2. Pol II: A variety of promoter elements for different classes of genes
a. The “GC box” (GGGCGG) occurs in the -110 to -40 region of constitutive genes (which are
transcribed at about the same rate in all cell types, at all times).
b. Genes transcibed only in specific cell types have a “TATA box” (TATAAAA) centered at about -27
(compare to Pribnow box).
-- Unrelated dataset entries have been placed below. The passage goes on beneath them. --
//! Canvas that records draw calls instead of rasterizing

use crate::core::types::DVec2;
use crate::style::Color;

use super::canvas::{Canvas, FillRule, Path, Stroke};

#[derive(Clone, Debug, PartialEq)]
pub enum DrawCall {
    Save,
    Restore,
    Translate(DVec2),
    FillRect { origin: DVec2, size: DVec2, color: Color },
    FillPath { path: Path, color: Color, rule: FillRule },
    StrokePath { path: Path, stroke: Stroke },
    Clip { path: Path, rule: FillRule },
}

/// Draw-call log used by tests and benchmarks
#[derive(Clone, Debug)]
pub struct RecordingCanvas {
    width: u32,
    height: u32,
    calls: Vec<DrawCall>,
    depth: usize,
}

impl RecordingCanvas {
    pub fn new(width: u32, height: u32) -> Self {
        Self { width, height, calls: Vec::new(), depth: 0 }
    }

    pub fn calls(&self) -> &[DrawCall] {
        &self.calls
    }

    pub fn take_calls(&mut self) -> Vec<DrawCall> {
        std::mem::take(&mut self.calls)
    }

    pub fn clear(&mut self) {
        self.calls.clear();
    }

    /// Unbalanced `save` calls so far
    pub fn save_depth(&self) -> usize {
        self.depth
    }

    pub fn strokes(&self) -> impl Iterator<Item = (&Path, &Stroke)> + '_ {
        self.calls.iter().filter_map(|call| match call {
            DrawCall::StrokePath { path, stroke } => Some((path, stroke)),
            _ => None,
        })
    }

    pub fn fills(&self) -> impl Iterator<Item = (&Path, Color)> + '_ {
        self.calls.iter().filter_map(|call| match call {
            DrawCall::FillPath { path, color, .. } => Some((path, *color)),
            _ => None,
        })
    }
}

impl Canvas for RecordingCanvas {
    fn size(&self) -> (u32, u32) {
        (self.width, self.height)
    }

    fn save(&mut self) {
        self.depth += 1;
        self.calls.push(DrawCall::Save);
    }

    fn restore(&mut self) {
        self.depth = self.depth.saturating_sub(1);
        self.calls.push(DrawCall::Restore);
    }

    fn translate(&mut self, offset: DVec2) {
        self.calls.push(DrawCall::Translate(offset));
    }

    fn fill_rect(&mut self, origin: DVec2, size: DVec2, color: Color) {
        self.calls.push(DrawCall::FillRect { origin, size, color });
    }

    fn fill_path(&mut self, path: &Path, color: Color, rule: FillRule) {
        self.calls.push(DrawCall::FillPath { path: path.clone(), color, rule });
    }

    fn stroke_path(&mut self, path: &Path, stroke: &Stroke) {
        self.calls.push(DrawCall::StrokePath { path: path.clone(), stroke: *stroke });
    }

    fn clip(&mut self, path: &Path, rule: FillRule) {
        self.calls.push(DrawCall::Clip { path: path.clone(), rule });
    }
}
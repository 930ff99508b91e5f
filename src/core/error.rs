//! Error types for the viewport engine

use thiserror::Error;

use crate::provider::ProviderError;
use crate::wire::DecodeError;

/// Main error type for the engine
#[derive(Debug, Error)]
pub enum Error {
    /// No drawable surface; the engine cannot be constructed without one
    #[error("Canvas error: {0}")]
    Canvas(String),

    #[error("Decode error: {0}")]
    Decode(#[from] DecodeError),

    #[error("Provider error: {0}")]
    Provider(#[from] ProviderError),

    #[error("Config error: {0}")]
    Config(String),

    #[error("Image error: {0}")]
    Image(String),

    #[error("IO error: {0}")]
    Io(#[from] std::io::Error),
}
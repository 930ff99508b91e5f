//! RGBA colors

use serde::{Deserialize, Serialize};

#[derive(Clone, Copy, Debug, PartialEq, Eq, Hash, Serialize, Deserialize)]
pub struct Color {
    pub r: u8,
    pub g: u8,
    pub b: u8,
    pub a: u8,
}

impl Color {
    pub const WHITE: Color = Color::rgb(255, 255, 255);
    pub const BLACK: Color = Color::rgb(0, 0, 0);
    pub const TRANSPARENT: Color = Color::rgba(0, 0, 0, 0);

    pub const fn rgb(r: u8, g: u8, b: u8) -> Self {
        Self { r, g, b, a: 255 }
    }

    pub const fn rgba(r: u8, g: u8, b: u8, a: u8) -> Self {
        Self { r, g, b, a }
    }

    /// `0xRRGGBB`, fully opaque
    pub const fn hex(rgb: u32) -> Self {
        Self::rgb((rgb >> 16) as u8, (rgb >> 8) as u8, rgb as u8)
    }

    /// Alpha as a fraction in [0, 1]
    pub fn with_alpha(self, alpha: f32) -> Self {
        Self { a: (alpha.clamp(0.0, 1.0) * 255.0).round() as u8, ..self }
    }

    /// Scale each RGB channel by `1 - amount`
    pub fn darken(self, amount: f32) -> Self {
        let k = 1.0 - amount.clamp(0.0, 1.0);
        self.map_rgb(|c| c as f32 * k)
    }

    /// Move each RGB channel toward 255 by `amount`
    pub fn lighten(self, amount: f32) -> Self {
        let k = amount.clamp(0.0, 1.0);
        self.map_rgb(|c| c as f32 + (255.0 - c as f32) * k)
    }

    pub fn to_array(self) -> [u8; 4] {
        [self.r, self.g, self.b, self.a]
    }

    fn map_rgb(self, f: impl Fn(u8) -> f32) -> Self {
        let channel = |c| f(c).round().clamp(0.0, 255.0) as u8;
        Self { r: channel(self.r), g: channel(self.g), b: channel(self.b), a: self.a }
    }
}

impl Default for Color {
    fn default() -> Self {
        Self::BLACK
    }
}

#[cfg(test)]
mod tests {
    use super::*;

    #[test]
    fn test_darken() {
        assert_eq!(Color::rgb(200, 100, 0).darken(0.3), Color::rgb(140, 70, 0));
        assert_eq!(Color::rgb(10, 20, 30).darken(0.0), Color::rgb(10, 20, 30));
    }

    #[test]
    fn test_lighten() {
        assert_eq!(Color::rgb(55, 255, 0).lighten(0.3), Color::rgb(115, 255, 77));
        assert_eq!(Color::rgb(0, 0, 0).lighten(1.0), Color::WHITE);
    }

    #[test]
    fn test_alpha_preserved() {
        let c = Color::rgba(100, 100, 100, 40);
        assert_eq!(c.darken(0.5).a, 40);
        assert_eq!(c.with_alpha(1.0).a, 255);
    }

    #[test]
    fn test_hex() {
        assert_eq!(Color::hex(0xe8924a), Color::rgb(0xe8, 0x92, 0x4a));
    }
}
It’s not required for transcription, but is for accurate starts at +1.
c. Many genes (including Hbs) have a CCAAT box at about -80 and Hbs also have a CACCC
upstream. These vary in both distance from +1 and the strand they occur on.
3. Pol III has promoter at +40 to +80 or at “minus’ segments in front of genes.
C. Promoter recognition involves binding of various transcription factors (TFs), which bind to the
promoter elements (or boxes) independently rather than as RNA Pol subunits. They “help” RNA Pol
recognize the promoter by interacting with RNA Pol. Examples:
1. Sp1 binds to GC boxes of SV40;
2. CTF binds to CCAAT in mammals;
3. B binds to TATA of Drosophila;
4. HSTF binds in front of the many heat shock protein genes of Drosophila
5. The core and upstream elements of rRNA genes are recognized by specific TFs.
6. The TFs that bind the +40 to +80 promoters of RNAP III stimulate upstream binding of Pol III.
D. Enhancer sequences function similarly to promoter elements. They are specific sequences recognized
by specific TFs that interact with other TFs and with RNAP II to help it bind to and initiate transcription at
specific sites on dsDNA. They differ in that they may be located several kbp upstream or downstream
from +1. If so, the DNA must loop so as to bring the enhancer near +1 in 3D.